Star memperhatikan gelagat Alula. Dia sedikit heran, "Kenapa kamu bicara dengan terbata-bata? Hehe".

Pertanya Star itu justru membuat Alula semakin grogi, "Mm-anu-anu-kak-mm".

Mahasiswi-mahasiswi yang lain turut tertawa melihat tingkah Alula seperti itu. Berbeda dengan Star. Dia merasa aneh karena tidak biasanya seorang gadis cantik akan bertingkah seperti itu.

Sementara itu Alula semakin malu. Dia semakin menunduk. Star menjadi tidak enak. Karena itu dia membiarkannya beserta mahasiswi lainnya untuk masuk.

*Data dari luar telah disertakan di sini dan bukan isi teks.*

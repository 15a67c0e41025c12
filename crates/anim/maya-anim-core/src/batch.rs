//! Batch driver: discover inputs, then parse, assemble and save each file.
//!
//! Files are independent. A format error or a failed save is recorded for
//! that file and the batch moves on; resource errors and (under
//! `abort_batch`) missing bones stop the run.

use std::fs;
use std::path::{Path, PathBuf};

use serde::Serialize;
use walkdir::WalkDir;

use crate::assemble::Assembler;
use crate::channel::ChannelTable;
use crate::clip::ClipStore;
use crate::config::Config;
use crate::error::ImportError;
use crate::mapping::BonePathMapping;
use crate::parser::AnimParser;

/// One input file, read into memory before any parsing starts.
#[derive(Clone, Debug)]
pub struct BatchInput {
    /// File stem; used as document, clip and destination name.
    pub name: String,
    pub path: PathBuf,
    pub text: String,
}

/// Outcome of a batch run.
#[derive(Clone, Debug, Default, Serialize)]
pub struct BatchReport {
    /// Names of the clips that were saved.
    pub converted: Vec<String>,
    /// Files that failed, with the error message.
    pub failed: Vec<(String, String)>,
    /// Bones without a mapping entry, sorted.
    pub missing_bones: Vec<String>,
}

impl BatchReport {
    pub fn is_clean(&self) -> bool {
        self.failed.is_empty() && self.missing_bones.is_empty()
    }
}

/// Files directly inside `dir` with the given extension, sorted by path.
pub fn discover_inputs(dir: impl AsRef<Path>, extension: &str) -> Result<Vec<PathBuf>, ImportError> {
    let dir = dir.as_ref();
    if !dir.is_dir() {
        return Err(ImportError::resource(dir, "not a directory"));
    }
    let mut out = Vec::new();
    for entry in WalkDir::new(dir).min_depth(1).max_depth(1) {
        let entry = entry.map_err(|e| ImportError::resource(dir, e))?;
        if !entry.file_type().is_file() {
            continue;
        }
        let path = entry.path();
        if path.extension().and_then(|e| e.to_str()) == Some(extension) {
            out.push(path.to_path_buf());
        }
    }
    out.sort();
    log::debug!("found {} .{} file(s) in {}", out.len(), extension, dir.display());
    Ok(out)
}

/// Read every input up front; the first unreadable file fails the batch.
pub fn read_inputs(paths: &[PathBuf]) -> Result<Vec<BatchInput>, ImportError> {
    paths
        .iter()
        .map(|path| {
            let text = fs::read_to_string(path).map_err(|e| ImportError::resource(path, e))?;
            let name = path
                .file_stem()
                .map(|s| s.to_string_lossy().into_owned())
                .unwrap_or_else(|| path.display().to_string());
            Ok(BatchInput {
                name,
                path: path.clone(),
                text,
            })
        })
        .collect()
}

/// Convert every input and hand the clips to `store`.
///
/// Returns `Err` only for batch-fatal errors; per-file failures are listed in
/// the report.
pub fn run_batch(
    inputs: &[BatchInput],
    table: &ChannelTable,
    mapping: &BonePathMapping,
    store: &mut dyn ClipStore,
    config: &Config,
) -> Result<BatchReport, ImportError> {
    let parser = AnimParser::new(table);
    let mut assembler = Assembler::new(mapping, config);
    let mut report = BatchReport::default();

    for input in inputs {
        let doc = match parser.parse(&input.name, &input.text) {
            Ok(doc) => doc,
            Err(err) => {
                log::warn!("skipping {}: {err}", input.path.display());
                report.failed.push((input.name.clone(), err.to_string()));
                continue;
            }
        };

        let clip = assembler.assemble(doc)?;

        match store.save(&clip, &input.name) {
            Ok(()) => report.converted.push(input.name.clone()),
            Err(err) => {
                log::warn!("{err}");
                report.failed.push((input.name.clone(), err.to_string()));
            }
        }
    }

    report.missing_bones = assembler.missing_bones().map(str::to_string).collect();
    report.missing_bones.sort();
    log::info!(
        "converted {} of {} file(s)",
        report.converted.len(),
        inputs.len()
    );
    Ok(report)
}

Alula berlalu tanpa sepatah kata pun.

******

Star memasuki ruangan aula auditorium Antaraski. Dia dipersilahkan menempati tempat duduk khusus. Di atas panggung juga sudah hadir petinggi-petinggi kampus seperti rektor, dekan dan para ketua jurusan.

Acara berlangsung khidmat. Sesekali terdengar sorak sorak mahasiswa meneriakkan slogan kampus "cerdas, berani dan maju!". Star tiba-tiba menangkap sosok Alula yang duduk sendiri di bagian belakang. Dia lagi-lagi merasa aneh, kenapa dia memilih duduk di belakang sendiri padahal masih banyak tempat kosong lainnya. 'Apa dia tidak punya teman?' batin Star.

Dari belakang sana Alula pun menatap ke arah Star. 'Semoga kita tak pernah bertemu lagi.' Batin Alula.